10_Ch11_Solutions

11E1. If an event has probability 0.35, what are the log-odds of this event?

log(0.35/(1-0.35))

## [1] -0.6190392

11E2. If an event has log-odds 3.2, what is the probability of this event?

log(x/(1-x)) = 3.2

x/(1-x) = exp(3.2)

x = (1-x) * exp(3.2)

x = exp(3.2) - x*exp(3.2)

x + x*exp(3.2) = exp(3.2)

x(1+exp(3.2)) = exp(3.2)

x= exp(3.2)/(1+exp(3.2))

exp(3.2)/(1+exp(3.2))

## [1] 0.9608343

# or using a built-in function in the rethinking library
library(rethinking)

## Loading required package: cmdstanr

## This is cmdstanr version 0.8.0

## - CmdStanR documentation and vignettes: mc-stan.org/cmdstanr

## - CmdStan path: /Users/brianbeckage/.cmdstan/cmdstan-2.36.0

## - CmdStan version: 2.36.0

## Loading required package: posterior

## This is posterior version 1.6.0

## 
## Attaching package: 'posterior'

## The following objects are masked from 'package:stats':
## 
##     mad, sd, var

## The following objects are masked from 'package:base':
## 
##     %in%, match

## Loading required package: parallel

## rethinking (Version 2.42)

## 
## Attaching package: 'rethinking'

## The following object is masked from 'package:stats':
## 
##     rstudent

inv_logit(3.2)

## [1] 0.9608343

11E3. Suppose that a coefficient in a logistic regression has value 1.7. What does this imply about the proportional change in odds of the outcome?

exp(1.7)

## [1] 5.473947

This means that each unit change in the predictor variable multiplies the odds of the event by ~5.5. To demystify this relationship a little, if the linear model L is the log-odds of the event, then the odds of the event are just exp(L). Now we want to compare the odds before and after increasing a predictor by one unit. We want to know how much the odds increase, as a result of the unit increase in the predictor.

We can use algebra to solve this problem: exp(α + βx) Z = exp(α + β(x + 1))

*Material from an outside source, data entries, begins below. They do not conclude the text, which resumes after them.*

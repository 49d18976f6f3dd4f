//! Runtime Configuration
//!
//! Every component receives a `ForgeConfig` at construction; nothing reads
//! the environment after startup.

use std::env;
use std::path::PathBuf;
use std::time::Duration;

pub const DEFAULT_BACKEND_URL: &str = "http://localhost:11434";
pub const DEFAULT_MODEL: &str = "deepseek-r1:1.5b";
pub const DEFAULT_STOP: &str = "<think></think>";

#[derive(Debug, Clone)]
pub struct ForgeConfig {
    /// Base URL of the inference backend, without trailing slash
    pub backend_url: String,
    /// Model name sent with every generation request
    pub model: String,
    /// Directory holding the reference articles
    pub articles_dir: PathBuf,
    /// Port the HTTP server binds on 0.0.0.0
    pub port: u16,
    /// Upper bound for the liveness and model probes
    pub probe_timeout: Duration,
    pub stop: Vec<String>,
    /// Whether the relay checks `/api/tags` before generating
    pub verify_model: bool,
    /// Cap on decoded text waiting for a complete JSON value
    pub max_pending_bytes: usize,
}

impl Default for ForgeConfig {
    fn default() -> Self {
        Self {
            backend_url: DEFAULT_BACKEND_URL.to_string(),
            model: DEFAULT_MODEL.to_string(),
            articles_dir: PathBuf::from("articles"),
            port: 3000,
            probe_timeout: Duration::from_secs(5),
            stop: vec![DEFAULT_STOP.to_string()],
            verify_model: true,
            max_pending_bytes: 1024 * 1024,
        }
    }
}

impl ForgeConfig {
    /// Build from `FORGE_*` environment variables, falling back to defaults.
    /// Call `dotenv::dotenv()` first to pick up a local `.env`.
    pub fn from_env() -> Self {
        Self::from_lookup(|key| env::var(key).ok())
    }

    pub(crate) fn from_lookup<F>(lookup: F) -> Self
    where
        F: Fn(&str) -> Option<String>,
    {
        let defaults = Self::default();

        let backend_url = lookup("FORGE_BACKEND_URL")
            .map(|u| u.trim_end_matches('/').to_string())
            .unwrap_or(defaults.backend_url);
        let model = lookup("FORGE_MODEL").unwrap_or(defaults.model);
        let articles_dir = lookup("FORGE_ARTICLES_DIR")
            .map(PathBuf::from)
            .unwrap_or(defaults.articles_dir);
        let port = lookup("FORGE_PORT")
            .and_then(|p| p.parse().ok())
            .unwrap_or(defaults.port);
        let probe_timeout = lookup("FORGE_PROBE_TIMEOUT_SECS")
            .and_then(|s| s.parse().ok())
            .map(Duration::from_secs)
            .unwrap_or(defaults.probe_timeout);
        let stop = lookup("FORGE_STOP")
            .map(|s| {
                s.split('|')
                    .filter(|part| !part.is_empty())
                    .map(str::to_string)
                    .collect()
            })
            .unwrap_or(defaults.stop);
        let verify_model = lookup("FORGE_VERIFY_MODEL")
            .map(|v| v != "0")
            .unwrap_or(defaults.verify_model);
        let max_pending_bytes = lookup("FORGE_MAX_PENDING_BYTES")
            .and_then(|s| s.parse().ok())
            .unwrap_or(defaults.max_pending_bytes);

        Self {
            backend_url,
            model,
            articles_dir,
            port,
            probe_timeout,
            stop,
            verify_model,
            max_pending_bytes,
        }
    }

    pub fn bind_addr(&self) -> String {
        format!("0.0.0.0:{}", self.port)
    }
}
//! Error Types
//!
//! Every backend-facing failure is converted into a `ForgeError` before it
//! leaves the relay. Messages are written for the person at the form, not
//! for a log file.

use thiserror::Error;

#[derive(Error, Debug)]
pub enum ForgeError {
    /// The article directory exists but holds no files at all
    #[error("No articles found in the articles directory")]
    NoArticles,

    /// Files exist but none of them is a .txt or .md document
    #[error("No valid article files found (.txt or .md files required)")]
    NoValidArticles,

    #[error("Please enter an article topic")]
    EmptyPrompt,

    #[error("Ollama server is not running. Please start Ollama with \"ollama serve\"")]
    BackendUnavailable,

    #[error(
        "The required AI model '{model}' is not installed. Please run:\n\nollama pull {model}\n\nIf you experience issues, you can try a different model like:\nollama pull llama2"
    )]
    ModelMissing { model: String },

    /// Non-success status, transport failure or in-band error from the backend
    #[error("Failed to connect to Ollama: {0}")]
    Upstream(String),

    #[error("Failed to read articles: {0}")]
    Corpus(#[from] std::io::Error),
}

impl ForgeError {
    /// HTTP status used when this error is rendered as a JSON payload
    pub fn status(&self) -> u16 {
        match self {
            ForgeError::NoArticles
            | ForgeError::NoValidArticles
            | ForgeError::EmptyPrompt
            | ForgeError::ModelMissing { .. } => 400,
            ForgeError::BackendUnavailable => 503,
            ForgeError::Upstream(_) | ForgeError::Corpus(_) => 500,
        }
    }
}

impl From<reqwest::Error> for ForgeError {
    fn from(err: reqwest::Error) -> Self {
        ForgeError::Upstream(err.to_string())
    }
}

pub type ForgeResult<T> = std::result::Result<T, ForgeError>;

The left side is the odds of the event, before increasing x. The Z represents the proportional change in odds that we’re going to solve for. It’s unknown value will make the left side equal to the right side. The right side is the odds of the event, after increasing x by 1 unit. So we just solve for Z now. The answer is Z= exp(β), i.e.,

Z = exp(α + β(x + 1)) / exp(α + βx) Z = exp(α + βx + β) / exp(α + βx) Z = exp(α + βx)*exp(β) / exp(α + βx) = exp(B)

And that’s where the formula comes from.

11M3. Explain why the logit link is appropriate for a binomial generalized linear model.

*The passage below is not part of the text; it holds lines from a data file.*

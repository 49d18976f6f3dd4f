use axum::{
    body::Body,
    extract::{Json, State},
    http::{header, StatusCode},
    response::{Html, IntoResponse, Response},
    routing::{get, post},
    Router,
};
use futures_util::StreamExt;
use serde::Deserialize;
use std::sync::Arc;
use tokio::sync::mpsc;
use tokio_stream::wrappers::ReceiverStream;
use tower_http::trace::TraceLayer;
use tracing::{error, info, warn};

use crate::backend::{GenerationRequest, InferenceBackend};
use crate::config::ForgeConfig;
use crate::corpus::CorpusLoader;
use crate::error::ForgeError;
use crate::prompt::compose;
use crate::relay::{FragmentStream, Relay};

/// Fragments buffered between the relay task and the response body
const FORWARD_CAPACITY: usize = 32;

/// Renders a `ForgeError` as `{ "error": ... }` with its status code
pub struct ServerError(ForgeError);

impl IntoResponse for ServerError {
    fn into_response(self) -> Response {
        let status = StatusCode::from_u16(self.0.status()).unwrap_or(StatusCode::INTERNAL_SERVER_ERROR);
        if status.is_server_error() {
            error!("Article generation failed: {}", self.0);
        } else {
            warn!("Article request rejected: {}", self.0);
        }
        (status, Json(serde_json::json!({ "error": self.0.to_string() }))).into_response()
    }
}

impl From<ForgeError> for ServerError {
    fn from(err: ForgeError) -> Self {
        Self(err)
    }
}

#[derive(Clone)]
pub struct AppState {
    pub config: Arc<ForgeConfig>,
    pub corpus: Arc<CorpusLoader>,
    pub relay: Relay,
}

impl AppState {
    pub fn new(config: ForgeConfig, backend: Arc<dyn InferenceBackend>) -> Self {
        let relay = Relay::new(backend, &config);
        let corpus = Arc::new(CorpusLoader::new(config.articles_dir.clone()));
        Self { config: Arc::new(config), corpus, relay }
    }
}

#[derive(Deserialize)]
struct GenerateArticleRequest {
    #[serde(default)]
    prompt: String,
    #[serde(default = "default_stream")]
    stream: bool,
}

fn default_stream() -> bool {
    true
}

pub fn router(state: AppState) -> Router {
    Router::new()
        .route("/", get(index))
        .route("/health", get(|| async { "OK" }))
        .route("/api/generate", post(generate_article))
        .layer(TraceLayer::new_for_http())
        .with_state(state)
}

pub async fn run_server(state: AppState) -> anyhow::Result<()> {
    let addr = state.config.bind_addr();
    let app = router(state);

    info!("🚀 Article Forge listening at http://{}", addr);
    let listener = tokio::net::TcpListener::bind(&addr).await?;
    axum::serve(listener, app).await?;

    Ok(())
}

async fn index() -> Html<&'static str> {
    Html(INDEX_HTML)
}

fn plain_text(body: Body) -> Response {
    ([(header::CONTENT_TYPE, "text/plain; charset=utf-8")], body).into_response()
}

async fn generate_article(
    State(state): State<AppState>,
    Json(req): Json<GenerateArticleRequest>,
) -> Result<Response, ServerError> {
    let topic = req.prompt.trim();
    if topic.is_empty() {
        return Err(ForgeError::EmptyPrompt.into());
    }

    let documents = state.corpus.load().await?;
    info!("Generating article about {:?} from {} references", topic, documents.len());

    let prompt = compose(topic, &documents);
    let request = GenerationRequest::for_article(&state.config, prompt, req.stream);

    if !req.stream {
        let fragment = state.relay.generate_once(request).await?;
        return Ok(plain_text(Body::from(fragment.text)));
    }

    let fragments = state.relay.start(request).await?;
    let (tx, rx) = mpsc::channel(FORWARD_CAPACITY);
    tokio::spawn(forward(fragments, tx));

    Ok(plain_text(Body::from_stream(ReceiverStream::new(rx))))
}

/// Pump relay fragments into the response body until the relay ends or the
/// client goes away. Returning drops the relay and its upstream connection.
async fn forward(mut fragments: FragmentStream, tx: mpsc::Sender<Result<String, ForgeError>>) {
    loop {
        let next = tokio::select! {
            _ = tx.closed() => {
                info!("Client disconnected, releasing upstream");
                return;
            }
            next = fragments.next() => next,
        };

        let Some(item) = next else { return };
        let failed = item.is_err();
        if let Err(e) = &item {
            error!("Relay failed after streaming began, truncating article: {}", e);
        }
        if tx.send(item.map(|f| f.text)).await.is_err() {
            info!("Client disconnected, releasing upstream");
            return;
        }
        if failed {
            return;
        }
    }
}

const INDEX_HTML: &str = r#"<!DOCTYPE html>
<html lang="en">
<head>
    <meta charset="UTF-8">
    <meta name="viewport" content="width=device-width, initial-scale=1.0">
    <title>AI Article Generator</title>
    <script src="https://cdn.jsdelivr.net/npm/marked/marked.min.js"></script>
    <style>
        body { font-family: -apple-system, BlinkMacSystemFont, sans-serif; max-width: 960px; margin: 40px auto; padding: 0 16px; color: #222; }
        h1 { text-align: center; }
        form { display: flex; gap: 8px; margin-bottom: 8px; }
        input { flex: 1; padding: 8px; font-size: 15px; }
        button { padding: 8px 16px; }
        .hint { color: #777; font-size: 13px; }
        .error { background: #fdecea; border: 1px solid #f5c2c0; color: #8a1c17; padding: 12px; border-radius: 4px; white-space: pre-wrap; display: none; }
        details { margin: 16px 0; color: #666; }
        details pre { white-space: pre-wrap; font-size: 13px; }
        #article { font-family: Georgia, serif; line-height: 1.6; }
    </style>
</head>
<body>
    <h1>AI Article Generator</h1>
    <div class="error" id="error"></div>
    <form id="form">
        <input id="prompt" placeholder="Enter your article topic or theme" autocomplete="off">
        <button id="submit" type="submit">Generate Article</button>
    </form>
    <p class="hint">Place your reference articles (.txt or .md files) in the articles directory.</p>
    <details id="thought-panel" style="display:none"><summary>Model thoughts</summary><pre id="thought"></pre></details>
    <div id="article"></div>

    <script>
        const form = document.getElementById('form');
        const promptInput = document.getElementById('prompt');
        const submit = document.getElementById('submit');
        const errorBox = document.getElementById('error');
        const thoughtPanel = document.getElementById('thought-panel');
        const thought = document.getElementById('thought');
        const article = document.getElementById('article');
        const THOUGHT = /<think>([\s\S]*?)<\/think>/;

        function render(buffer) {
            const match = buffer.match(THOUGHT);
            let body = buffer;
            if (match) {
                thoughtPanel.style.display = 'block';
                thought.textContent = match[1].trim();
                body = buffer.slice(0, match.index) + buffer.slice(match.index + match[0].length);
            }
            article.innerHTML = marked.parse(body.trim());
        }

        form.addEventListener('submit', async (e) => {
            e.preventDefault();
            const prompt = promptInput.value.trim();
            if (!prompt) return;

            submit.disabled = true;
            submit.textContent = 'Generating...';
            errorBox.style.display = 'none';
            thoughtPanel.style.display = 'none';
            thought.textContent = '';
            article.innerHTML = '';

            try {
                const res = await fetch('/api/generate', {
                    method: 'POST',
                    headers: { 'Content-Type': 'application/json' },
                    body: JSON.stringify({ prompt }),
                });
                if (!res.ok) {
                    const data = await res.json().catch(() => ({}));
                    throw new Error(data.error || 'Failed to generate article');
                }
                const reader = res.body.getReader();
                const decoder = new TextDecoder();
                let buffer = '';
                for (;;) {
                    const { done, value } = await reader.read();
                    if (done) break;
                    buffer += decoder.decode(value, { stream: true });
                    render(buffer);
                }
                buffer += decoder.decode();
                render(buffer);
            } catch (err) {
                errorBox.textContent = err.message;
                errorBox.style.display = 'block';
            } finally {
                submit.disabled = false;
                submit.textContent = 'Generate Article';
            }
        });
    </script>
</body>
</html>"#;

It is conventional to use a logit link for a binomial GLM because we need to map the continuous linear model value to a probability parameter that is bounded between zero and one. The inverse-logit function, often known as the logistic, is one way (but not the only way, e.g., the probit link) to do this.

There are deeper reasons for using the logistic. It arises naturally when working with multinomial probability densities. There was a hint of this in one of the Overthinking boxes in Chapter 9, in which you saw how to derive when the binomial distribution has maximum entropy.

11H3. The data contained in data(salamanders) are counts of salamanders (Plethodon elongatus) from 47 different 49-m2 plots in northern California.181 The column SALAMAN is the count in each plot, and the columns PCTCOVER and FORESTAGE are percent of ground cover and age of trees in the plot, respectively. You will model SALAMAN as a Poisson variable.

Model the relationship between density and percent cover, using a log-link (same as the example in the book and lecture). Use weakly informative priors of your choosing. Check the quadratic approximation again, by comparing quap to ulam. Then plot the expected counts and their 89% interval against percent cover. In which ways does the model do a good job? A bad job?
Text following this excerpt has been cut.